Imagine that you want to check if the wish to move could be predicted by the quality of life. Wish to move is then the response variable and quality of life the predictor. Let's first visually inspect the relationship with a scatterplot.

plot(amsterdam$quality_of_life, amsterdam$wish_to_move)

Just as you can use the mean and standard deviation to summarize a single variable, you can summarize the relationship between these two variables by finding the line that best follows their association. Use the following interactive function to select the line that you think does the best job of going through the cloud of points.

plot_ss(amsterdam$quality_of_life, amsterdam$wish_to_move)

After running this command, you’ll be prompted to click two points on the plot to define a line. Once you’ve done that, the line you specified will be shown in black and the difference between each point and the line in blue. The line specifies the predicted percentage of people that wish to move given the quality of life. The difference between each observed point and the predicted value is the residual (or error). The residual represents variation in your data that remains unexplained by the regression model.

The most common way to perform linear regression is to select the line that minimizes the sum of squared residuals. The distance from each point to the line should be as small as possible for the best fit. To accomplish this, the distance from each point to the line is squared and then these values are summed.

Note that the function plot_ss does not only produce a graph, but also provides you with the coefficients of your line as well as the sum of squares in the R console.

Mathematically, a line is given by the equation

#y = \beta_0 + \beta_1 \cdot x#

#\beta_0# is called the intercept. This is the value of #y# when #x = 0# (or the point where the regression line crosses the Y-axis). In our case it indicates the percentage of people that wish to move if the quality of life is #0#.

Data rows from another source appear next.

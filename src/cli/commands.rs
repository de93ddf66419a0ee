// ============================================================
// Layer 1 — CLI Commands and Arguments
// ============================================================
// Three subcommands over the service's two operations:
//
//   execute   — envelope JSON in, envelope JSON out
//   annotate  — raw text in (wrapped as a TEXT envelope)
//   metadata  — print the metadata envelope
//
// Reference: Rust Book §12 (Building a CLI Program)

use clap::{Args, Subcommand};
use std::path::PathBuf;

use lif_tokenizer::ServiceConfig;

#[derive(Subcommand, Debug)]
pub enum Commands {
    /// Process a JSON envelope and print the response envelope
    Execute(InputArgs),

    /// Tokenize raw text and print the response envelope
    Annotate(InputArgs),

    /// Print the service metadata envelope
    Metadata,
}

/// Where to read request input from
#[derive(Args, Debug)]
pub struct InputArgs {
    /// Input file; stdin when omitted
    #[arg(long, short)]
    pub input: Option<PathBuf>,
}

/// Flags shared by every subcommand. Each one overrides the
/// matching field of the config file when given.
#[derive(Args, Debug, Default)]
pub struct ServiceArgs {
    /// JSON file with a saved ServiceConfig
    #[arg(long, global = true)]
    pub config: Option<PathBuf>,

    /// tokenizer.json (or directory) to segment with instead of
    /// the built-in English segmenter
    #[arg(long, global = true)]
    pub tokenizer: Option<PathBuf>,

    /// Id of the token view in the output document
    #[arg(long, global = true)]
    pub view_id: Option<String>,

    /// Single-line JSON output
    #[arg(long, global = true)]
    pub compact: bool,
}

impl ServiceArgs {
    /// Layer CLI overrides on top of a base config
    pub fn apply(&self, mut cfg: ServiceConfig) -> ServiceConfig {
        if let Some(path) = &self.tokenizer {
            cfg.tokenizer_path = Some(path.clone());
        }
        if let Some(id) = &self.view_id {
            cfg.view_id = id.clone();
        }
        if self.compact {
            cfg.pretty = false;
        }
        cfg
    }
}
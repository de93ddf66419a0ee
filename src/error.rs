// ============================================================
// Service Error Taxonomy
// ============================================================
// Every failure the tokenizer service can hit while handling
// a single request. None of these are fatal to the process:
// the dispatcher turns each one into an error envelope and
// returns it through the same channel as a successful result.
//
// The Display text of each variant IS the message that ends
// up in the error envelope payload, so wording matters here.

use thiserror::Error;

/// Everything that can go wrong while processing one request.
#[derive(Debug, Error)]
pub enum ServiceError {
    /// The input could not be parsed into `{discriminator, payload}`,
    /// or the payload has the wrong shape for its discriminator.
    #[error("Malformed envelope: {0}")]
    MalformedEnvelope(String),

    /// The discriminator is neither the text media type nor an error.
    #[error("Invalid discriminator.\nExpected {expected}\nFound {found}")]
    ProtocolMismatch { expected: String, found: String },

    /// A text envelope arrived with a null, missing or empty payload.
    #[error("No input given.")]
    EmptyInput,

    /// A token emitted by the segmenter does not occur in the
    /// source text at or after the alignment cursor.
    #[error("Unable to align token '{token}' ({id}) at or after offset {position}")]
    AlignmentFailure {
        token:    String,
        id:       String,
        position: usize,
    },

    /// The segmenter itself failed.
    #[error("Tokenizer failure: {0}")]
    Segmentation(String),

    /// A response value could not be converted to JSON.
    #[error("Serialisation failure: {0}")]
    Serialisation(#[from] serde_json::Error),
}

/// Result alias used across the library.
pub type Result<T> = std::result::Result<T, ServiceError>;
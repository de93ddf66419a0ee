// ============================================================
// lif-tokenizer — library root
// ============================================================
// A text-annotation service: raw text goes in wrapped in an
// envelope, a LIF document with one Token annotation per
// token comes back out.
//
// Layers:
//   domain/       — envelope, document model, descriptor, traits
//   data/         — segmenters and the offset aligner
//   application/  — config and the dispatching service
//   infra/        — tokenizer.json and config file loading
//
// The `ProcessingService` trait is the entry point:
//
//   let service = TokenizerService::from_config(ServiceConfig::default())?;
//   let response = service.execute(r#"{"discriminator": "...", "payload": "Hi there."}"#);

pub mod application;
pub mod data;
pub mod domain;
pub mod error;
pub mod infra;

pub use application::service_config::ServiceConfig;
pub use application::tokenizer_service::TokenizerService;
pub use domain::document::{Annotation, Contains, Document, View};
pub use domain::envelope::{Discriminator, Envelope};
pub use domain::traits::{ProcessingService, Segmenter};
pub use error::{Result, ServiceError};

#\beta_1# is called the slope. The slope indicates the change in #y# with one unit change in #x#. Notice that the slope in our example is negative, this indicates that the relation between quality of life and the wish to move is negative: the higher the quality of life the lower the wish to move becomes. This is of course what you would expect.

At this point, it is important to notice that linear regression is a statistical method to build a model where one or more predictor variables explain a response variable in a statistical sense (in this course we only study the situation with one predictor variable). Even though a causal relation between predictor and response may be plausible, the statistical method itself will only give evidence for correlation, not a causal relationship.